- **Assignment**
Return each line exactly as written. Begin with the first line of the entries and end with the line that has "impl<'a, I: ImageView>".

- **Records shown**
....
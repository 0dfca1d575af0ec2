pub mod builder;
pub mod face;
pub mod options;

pub use self::builder::{SkinAtlasBuilder, SkinBake};
pub use self::options::BakeOptions;
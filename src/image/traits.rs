pub trait ImageView {
    type Pixel: Copy;

    fn width(&self) -> usize;
    fn height(&self) -> usize;

    fn row(&self, y: usize) -> &[Self::Pixel];

    fn rows(&self) -> Rows<'_, Self>
    where
        Self: Sized,
    {
        Rows { image: self, y: 0 }
    }
}

pub trait ImageViewMut: ImageView {
    fn row_mut(&mut self, y: usize) -> &mut [Self::Pixel];
}

pub struct Rows<'a, I: ?Sized + ImageView> {
    image: &'a I,
    y: usize,
}

impl<'a, I: ImageView> Iterator for Rows<'a, I> {
    type Item = &'a [I::Pixel];

    fn next(&mut self) -> Option<Self::Item> {
        if self.y >= self.image.height() {
            return None;
        }
        let y = self.y;
        self.y += 1;
        Some(self.image.row(y))
    }
}
//! Real-world to image-plane projection.
use super::Projector;
use crate::types::{Point2D, Point3D};
use nalgebra::{Matrix3, Vector3};

const EPS: f32 = 1e-6;

/// Kinect depth camera intrinsics at 640×480.
pub const KINECT_FX: f32 = 594.21;
pub const KINECT_FY: f32 = 591.04;
pub const KINECT_CX: f32 = 339.5;
pub const KINECT_CY: f32 = 242.7;

/// Pinhole projection of tracker coordinates (millimetres, Y up, Z away from
/// the sensor) onto pixel coordinates (Y down).
#[derive(Clone, Copy, Debug, PartialEq)]
pub struct PinholeProjector {
    pub kmtx: Matrix3<f32>,
}

impl PinholeProjector {
    pub fn new(fx: f32, fy: f32, cx: f32, cy: f32) -> Self {
        Self {
            kmtx: Matrix3::new(fx, 0.0, cx, 0.0, fy, cy, 0.0, 0.0, 1.0),
        }
    }

    pub fn kinect() -> Self {
        Self::new(KINECT_FX, KINECT_FY, KINECT_CX, KINECT_CY)
    }
}

impl Default for PinholeProjector {
    fn default() -> Self {
        Self::kinect()
    }
}

impl Projector for PinholeProjector {
    fn project(&self, p: Point3D) -> Point2D {
        if p.z.abs() <= EPS {
            return Point2D::new(f32::NAN, f32::NAN);
        }
        let v = self.kmtx * Vector3::new(p.x, -p.y, p.z);
        Point2D::new(v[0] / v[2], v[1] / v[2])
    }
}
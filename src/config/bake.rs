use crate::bake::BakeOptions;
use crate::skeleton::projection::{KINECT_CX, KINECT_CY, KINECT_FX, KINECT_FY};
use crate::skeleton::PinholeProjector;
use serde::Deserialize;
use std::fs;
use std::path::{Path, PathBuf};

#[derive(Debug, Deserialize)]
pub struct BakeToolConfig {
    pub jobs: Vec<BakeJob>,
    #[serde(default)]
    pub options: BakeOptions,
    #[serde(default)]
    pub camera: CameraConfig,
    #[serde(default)]
    pub post: PostConfig,
}

#[derive(Debug, Deserialize)]
pub struct BakeJob {
    /// Colour frame (PNG/JPEG).
    pub frame: PathBuf,
    /// Skeleton snapshot JSON for the same frame.
    pub skeleton: PathBuf,
    /// Optional 16-bit user label image, used for the debug frame.
    #[serde(default)]
    pub labels: Option<PathBuf>,
    /// Bake this user instead of the first tracked one.
    #[serde(default)]
    pub user: Option<u32>,
    pub output: JobOutputConfig,
}

#[derive(Debug, Deserialize)]
pub struct JobOutputConfig {
    pub atlas: PathBuf,
    #[serde(default)]
    pub report: Option<PathBuf>,
    #[serde(default)]
    pub debug_frame: Option<PathBuf>,
}

#[derive(Debug, Deserialize)]
#[serde(default)]
pub struct CameraConfig {
    pub fx: f32,
    pub fy: f32,
    pub cx: f32,
    pub cy: f32,
}

impl Default for CameraConfig {
    fn default() -> Self {
        Self {
            fx: KINECT_FX,
            fy: KINECT_FY,
            cx: KINECT_CX,
            cy: KINECT_CY,
        }
    }
}

impl CameraConfig {
    pub fn projector(&self) -> PinholeProjector {
        PinholeProjector::new(self.fx, self.fy, self.cx, self.cy)
    }
}

#[derive(Debug, Default, Deserialize)]
#[serde(default)]
pub struct PostConfig {
    /// Write unbaked (black) atlas pixels as transparent.
    pub transparent_black: bool,
    pub accessory: Option<AccessoryConfig>,
}

#[derive(Debug, Deserialize)]
pub struct AccessoryConfig {
    pub path: PathBuf,
    #[serde(default = "default_accessory_offset")]
    pub offset: (u32, u32),
}

fn default_accessory_offset() -> (u32, u32) {
    (32, 0)
}

pub fn load_config(path: &Path) -> Result<BakeToolConfig, String> {
    let data = fs::read_to_string(path)
        .map_err(|e| format!("Failed to read config {}: {e}", path.display()))?;
    parse_config(&data).map_err(|e| format!("Failed to parse config {}: {e}", path.display()))
}

pub fn parse_config(data: &str) -> Result<BakeToolConfig, serde_json::Error> {
    serde_json::from_str(data)
}
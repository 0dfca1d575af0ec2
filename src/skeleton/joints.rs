use crate::error::BakeError;
use crate::types::{Point2D, Point3D};
use serde::{Deserialize, Serialize};

/// Skeleton joints reported by the tracker.
#[derive(Clone, Copy, Debug, PartialEq, Eq, PartialOrd, Ord, Hash, Serialize, Deserialize)]
#[serde(rename_all = "snake_case")]
pub enum JointName {
    Head,
    Neck,
    Torso,
    LeftShoulder,
    LeftElbow,
    LeftHand,
    RightShoulder,
    RightElbow,
    RightHand,
    LeftHip,
    LeftKnee,
    LeftFoot,
    RightHip,
    RightKnee,
    RightFoot,
}

impl JointName {
    pub const ALL: [JointName; 15] = [
        JointName::Head,
        JointName::Neck,
        JointName::Torso,
        JointName::LeftShoulder,
        JointName::LeftElbow,
        JointName::LeftHand,
        JointName::RightShoulder,
        JointName::RightElbow,
        JointName::RightHand,
        JointName::LeftHip,
        JointName::LeftKnee,
        JointName::LeftFoot,
        JointName::RightHip,
        JointName::RightKnee,
        JointName::RightFoot,
    ];

    pub fn as_str(&self) -> &'static str {
        match self {
            JointName::Head => "head",
            JointName::Neck => "neck",
            JointName::Torso => "torso",
            JointName::LeftShoulder => "left_shoulder",
            JointName::LeftElbow => "left_elbow",
            JointName::LeftHand => "left_hand",
            JointName::RightShoulder => "right_shoulder",
            JointName::RightElbow => "right_elbow",
            JointName::RightHand => "right_hand",
            JointName::LeftHip => "left_hip",
            JointName::LeftKnee => "left_knee",
            JointName::LeftFoot => "left_foot",
            JointName::RightHip => "right_hip",
            JointName::RightKnee => "right_knee",
            JointName::RightFoot => "right_foot",
        }
    }
}

/// A joint position together with its camera projection.
///
/// `valid` is false whenever the tracker reported zero on any axis. The
/// tracker emits zeros for joints it could not resolve this frame; a joint
/// genuinely sitting on an axis is rejected too, and downstream layouts rely
/// on that behaviour.
#[derive(Clone, Copy, Debug, PartialEq, Serialize)]
pub struct JointSample {
    pub joint: JointName,
    pub position: Point3D,
    pub projected: Point2D,
    pub valid: bool,
}

impl JointSample {
    pub fn new(joint: JointName, position: Point3D, projected: Point2D) -> Self {
        Self {
            joint,
            position,
            projected,
            valid: is_resolved(&position),
        }
    }

    /// Projected position, or `InvalidJoint` when the sample must not be used.
    pub fn point(&self) -> Result<Point2D, BakeError> {
        if self.valid {
            Ok(self.projected)
        } else {
            Err(BakeError::InvalidJoint { joint: self.joint })
        }
    }
}

#[inline]
pub fn is_resolved(p: &Point3D) -> bool {
    p.x != 0.0 && p.y != 0.0 && p.z != 0.0
}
....
- **Output of the task**
repository 0dfca1d575af0ec2
pub mod builder;
pub mod face;
pub mod options;

pub use self::builder::{SkinAtlasBuilder, SkinBake};
pub use self::options::BakeOptions;
filename src/image/traits.rs
pub trait ImageView {
    type Pixel: Copy;

    fn width(&self) -> usize;
    fn height(&self) -> usize;

    fn row(&self, y: usize) -> &[Self::Pixel];

    fn rows(&self) -> Rows<'_, Self>
    where
        Self: Sized,
    {
        Rows { image: self, y: 0 }
    }
}

pub trait ImageViewMut: ImageView {
    fn row_mut(&mut self, y: usize) -> &mut [Self::Pixel];
}

pub struct Rows<'a, I: ?Sized + ImageView> {
    image: &'a I,
    y: usize,
}

impl<'a, I: ImageView> Iterator for Rows<'a, I> {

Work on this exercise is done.